//! Persistent cache tier
//!
//! Entries are stored as `{"data": .., "timestamp": <ms epoch>}` under
//! `<namespace><cache key>`; the refresh hour lives under its own key as
//! `{"updateHour": n}`. Nothing is evicted: an entry older than the current
//! period start reads as a miss and is replaced by the next write.
//!
//! Storage failures are logged and swallowed. The cache is an optimization
//! and must never fail a request.

use super::period::{self, DEFAULT_REFRESH_HOUR};
use crate::clock::Clock;
use crate::error::Result;
use crate::storage::KeyValueStore;
use chrono::{DateTime, FixedOffset};
use parking_lot::RwLock;
use serde::{Deserialize, Serialize};
use serde_json::Value;
use std::sync::Arc;
use tracing::{debug, info, warn};

#[derive(Debug, Serialize, Deserialize)]
struct PersistedEntry {
    data: Value,
    timestamp: i64,
}

#[derive(Debug, Serialize, Deserialize)]
#[serde(rename_all = "camelCase")]
struct PersistedConfig {
    update_hour: i64,
}

/// A fresh value read back from the store
#[derive(Debug, Clone, PartialEq)]
pub struct CachedValue {
    pub value: Value,
    pub created_at_ms: i64,
}

/// Durable cache with a daily validity window
pub struct CacheStore {
    store: Arc<dyn KeyValueStore>,
    clock: Arc<dyn Clock>,
    namespace: String,
    config_key: String,
    refresh_hour: RwLock<u8>,
}

impl CacheStore {
    /// Open the cache over `store`, loading the persisted refresh hour.
    ///
    /// A missing or unreadable config record falls back to `default_hour`.
    pub async fn open(
        store: Arc<dyn KeyValueStore>,
        clock: Arc<dyn Clock>,
        namespace: impl Into<String>,
        config_key: impl Into<String>,
        default_hour: u8,
    ) -> Self {
        let config_key = config_key.into();
        let default_hour = if default_hour <= 23 {
            default_hour
        } else {
            DEFAULT_REFRESH_HOUR
        };

        let refresh_hour = match store.get(&config_key).await {
            Ok(Some(raw)) => match serde_json::from_str::<PersistedConfig>(&raw)
                .ok()
                .and_then(|c| period::validate_refresh_hour(c.update_hour).ok())
            {
                Some(hour) => hour,
                None => {
                    warn!("Ignoring unreadable cache config record: {}", raw);
                    default_hour
                }
            },
            Ok(None) => default_hour,
            Err(e) => {
                warn!("Failed to read cache config, using default: {}", e);
                default_hour
            }
        };

        info!("Cache store opened (refresh_hour={})", refresh_hour);

        Self {
            store,
            clock,
            namespace: namespace.into(),
            config_key,
            refresh_hour: RwLock::new(refresh_hour),
        }
    }

    fn storage_key(&self, key: &str) -> String {
        format!("{}{}", self.namespace, key)
    }

    /// Fresh value for `key`, or `None` on miss, stale entry or I/O failure
    pub async fn get(&self, key: &str) -> Option<CachedValue> {
        let raw = match self.store.get(&self.storage_key(key)).await {
            Ok(Some(raw)) => raw,
            Ok(None) => return None,
            Err(e) => {
                warn!("Cache read failed for {}: {}", key, e);
                return None;
            }
        };

        let entry: PersistedEntry = match serde_json::from_str(&raw) {
            Ok(entry) => entry,
            Err(e) => {
                warn!("Discarding malformed cache entry {}: {}", key, e);
                return None;
            }
        };

        if entry.timestamp < self.period_start_millis() {
            debug!("Cache entry {} is from a previous period", key);
            return None;
        }

        Some(CachedValue {
            value: entry.data,
            created_at_ms: entry.timestamp,
        })
    }

    /// Write `value` stamped with the current time and return that stamp.
    pub async fn set(&self, key: &str, value: &Value) -> i64 {
        let timestamp = self.clock.now_millis();
        let entry = PersistedEntry {
            data: value.clone(),
            timestamp,
        };

        match serde_json::to_string(&entry) {
            Ok(raw) => {
                if let Err(e) = self.store.set(&self.storage_key(key), raw).await {
                    warn!("Cache write failed for {}: {}", key, e);
                }
            }
            Err(e) => warn!("Failed to serialize cache entry {}: {}", key, e),
        }

        timestamp
    }

    pub async fn remove(&self, key: &str) {
        if let Err(e) = self.store.remove(&self.storage_key(key)).await {
            warn!("Cache remove failed for {}: {}", key, e);
        }
    }

    /// Write timestamp of the persisted entry, fresh or not
    pub async fn entry_timestamp(&self, key: &str) -> Option<i64> {
        let raw = self.store.get(&self.storage_key(key)).await.ok()??;
        serde_json::from_str::<PersistedEntry>(&raw)
            .ok()
            .map(|e| e.timestamp)
    }

    /// Remove every entry in this cache's namespace. Returns how many were removed.
    pub async fn clear_all(&self) -> usize {
        let keys = match self.store.keys().await {
            Ok(keys) => keys,
            Err(e) => {
                warn!("Failed to list cache keys: {}", e);
                return 0;
            }
        };

        let mut removed = 0;
        for key in keys
            .iter()
            .filter(|k| k.starts_with(&self.namespace) && **k != self.config_key)
        {
            match self.store.remove(key).await {
                Ok(()) => removed += 1,
                Err(e) => warn!("Failed to remove cache key {}: {}", key, e),
            }
        }

        info!("Cleared {} cache entries", removed);
        removed
    }

    pub fn refresh_hour(&self) -> u8 {
        *self.refresh_hour.read()
    }

    /// Change the refresh hour. Out-of-range input is rejected untouched.
    ///
    /// Existing entries keep their timestamps; only the computed period start
    /// moves.
    pub async fn set_refresh_hour(&self, hour: i64) -> Result<()> {
        let hour = period::validate_refresh_hour(hour)?;
        *self.refresh_hour.write() = hour;

        let record = PersistedConfig {
            update_hour: i64::from(hour),
        };
        match serde_json::to_string(&record) {
            Ok(raw) => {
                if let Err(e) = self.store.set(&self.config_key, raw).await {
                    warn!("Failed to persist refresh hour: {}", e);
                }
            }
            Err(e) => warn!("Failed to serialize cache config: {}", e),
        }

        info!("Cache refresh hour set to {}", hour);
        Ok(())
    }

    pub fn period_start(&self) -> DateTime<FixedOffset> {
        self.clock.period_start(self.refresh_hour())
    }

    pub fn period_start_millis(&self) -> i64 {
        self.period_start().timestamp_millis()
    }

    pub fn now_millis(&self) -> i64 {
        self.clock.now_millis()
    }
}

#[cfg(test)]
mod tests {
    use super::*;
    use crate::clock::ManualClock;
    use crate::storage::MemoryStore;
    use chrono::Duration as ChronoDuration;
    use serde_json::json;

    const NS: &str = "dayload:cache:";
    const CONFIG: &str = "dayload:config";

    async fn open_at(when: &str) -> (CacheStore, MemoryStore, ManualClock) {
        let backing = MemoryStore::new();
        let clock = ManualClock::at(when).unwrap();
        let store = CacheStore::open(
            Arc::new(backing.clone()),
            Arc::new(clock.clone()),
            NS,
            CONFIG,
            DEFAULT_REFRESH_HOUR,
        )
        .await;
        (store, backing, clock)
    }

    #[tokio::test]
    async fn test_set_then_get() {
        let (store, backing, _) = open_at("2024-03-10T09:00:00+00:00").await;
        store.set("getX[]", &json!({"rows": [1, 2]})).await;

        let hit = store.get("getX[]").await.unwrap();
        assert_eq!(hit.value, json!({"rows": [1, 2]}));

        let raw = backing.get("dayload:cache:getX[]").await.unwrap().unwrap();
        let stored: Value = serde_json::from_str(&raw).unwrap();
        assert_eq!(stored["data"], json!({"rows": [1, 2]}));
        assert_eq!(stored["timestamp"], json!(hit.created_at_ms));
    }

    #[tokio::test]
    async fn test_entry_before_boundary_is_stale() {
        let (store, _, clock) = open_at("2024-03-10T07:59:00+00:00").await;
        store.set("k", &json!(1)).await;
        assert!(store.get("k").await.is_some());

        clock.advance(ChronoDuration::minutes(2));
        assert!(store.get("k").await.is_none());
        // stale entries are not purged, only hidden
        assert!(store.entry_timestamp("k").await.is_some());
    }

    #[tokio::test]
    async fn test_entry_after_boundary_readable_next_morning() {
        let (store, _, clock) = open_at("2024-03-10T08:01:00+00:00").await;
        store.set("k", &json!("fresh")).await;

        clock.set(DateTime::parse_from_rfc3339("2024-03-11T07:59:00+00:00").unwrap());
        assert_eq!(store.get("k").await.unwrap().value, json!("fresh"));
    }

    #[tokio::test]
    async fn test_write_replaces_stale_entry() {
        let (store, _, clock) = open_at("2024-03-10T07:00:00+00:00").await;
        store.set("k", &json!("old")).await;
        clock.advance(ChronoDuration::hours(2));
        assert!(store.get("k").await.is_none());

        store.set("k", &json!("new")).await;
        assert_eq!(store.get("k").await.unwrap().value, json!("new"));
    }

    #[tokio::test]
    async fn test_refresh_hour_persisted() {
        let (store, backing, clock) = open_at("2024-03-10T09:00:00+00:00").await;
        assert_eq!(store.refresh_hour(), 8);

        store.set_refresh_hour(6).await.unwrap();
        let raw = backing.get(CONFIG).await.unwrap().unwrap();
        assert_eq!(serde_json::from_str::<Value>(&raw).unwrap(), json!({"updateHour": 6}));

        let reopened = CacheStore::open(
            Arc::new(backing.clone()),
            Arc::new(clock),
            NS,
            CONFIG,
            DEFAULT_REFRESH_HOUR,
        )
        .await;
        assert_eq!(reopened.refresh_hour(), 6);
    }

    #[tokio::test]
    async fn test_invalid_refresh_hour_rejected() {
        let (store, backing, _) = open_at("2024-03-10T09:00:00+00:00").await;
        let err = store.set_refresh_hour(24).await.unwrap_err();
        assert!(matches!(err, crate::error::LoaderError::Config(_)));
        assert_eq!(store.refresh_hour(), 8);
        assert!(backing.get(CONFIG).await.unwrap().is_none());
    }

    #[tokio::test]
    async fn test_refresh_hour_change_moves_boundary() {
        let (store, _, clock) = open_at("2024-03-10T08:30:00+00:00").await;
        store.set("k", &json!(1)).await;

        // boundary moves from 08:00 to 09:00 today, once the clock passes it
        store.set_refresh_hour(9).await.unwrap();
        assert!(store.get("k").await.is_some());
        clock.advance(ChronoDuration::hours(1));
        assert!(store.get("k").await.is_none());
    }

    #[tokio::test]
    async fn test_unreadable_config_falls_back() {
        let backing = MemoryStore::new();
        backing
            .set(CONFIG, r#"{"updateHour": 99}"#.into())
            .await
            .unwrap();
        let store = CacheStore::open(
            Arc::new(backing),
            Arc::new(ManualClock::at("2024-03-10T09:00:00+00:00").unwrap()),
            NS,
            CONFIG,
            5,
        )
        .await;
        assert_eq!(store.refresh_hour(), 5);
    }

    #[tokio::test]
    async fn test_malformed_entry_is_miss() {
        let (store, backing, _) = open_at("2024-03-10T09:00:00+00:00").await;
        backing
            .set("dayload:cache:k", "{not json".into())
            .await
            .unwrap();
        assert!(store.get("k").await.is_none());
    }

    #[tokio::test]
    async fn test_clear_all_keeps_foreign_keys_and_config() {
        let (store, backing, _) = open_at("2024-03-10T09:00:00+00:00").await;
        store.set("a", &json!(1)).await;
        store.set("b", &json!(2)).await;
        store.set_refresh_hour(7).await.unwrap();
        backing.set("other-app", "x".into()).await.unwrap();

        assert_eq!(store.clear_all().await, 2);
        assert!(store.get("a").await.is_none());
        assert!(backing.get("other-app").await.unwrap().is_some());
        assert!(backing.get(CONFIG).await.unwrap().is_some());
    }
}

* _Work to be completed_: Go through the material above and copy each line that holds the string "namespace".

* _Task output_:
//! `<namespace><cache key>`; the refresh hour lives under its own key as
    namespace: String,
        namespace: impl Into<String>,
            namespace: namespace.into(),
        format!("{}{}", self.namespace, key)
    /// Remove every entry in this cache's namespace. Returns how many were removed.
            .filter(|k| k.starts_with(&self.namespace) && **k != self.config_key)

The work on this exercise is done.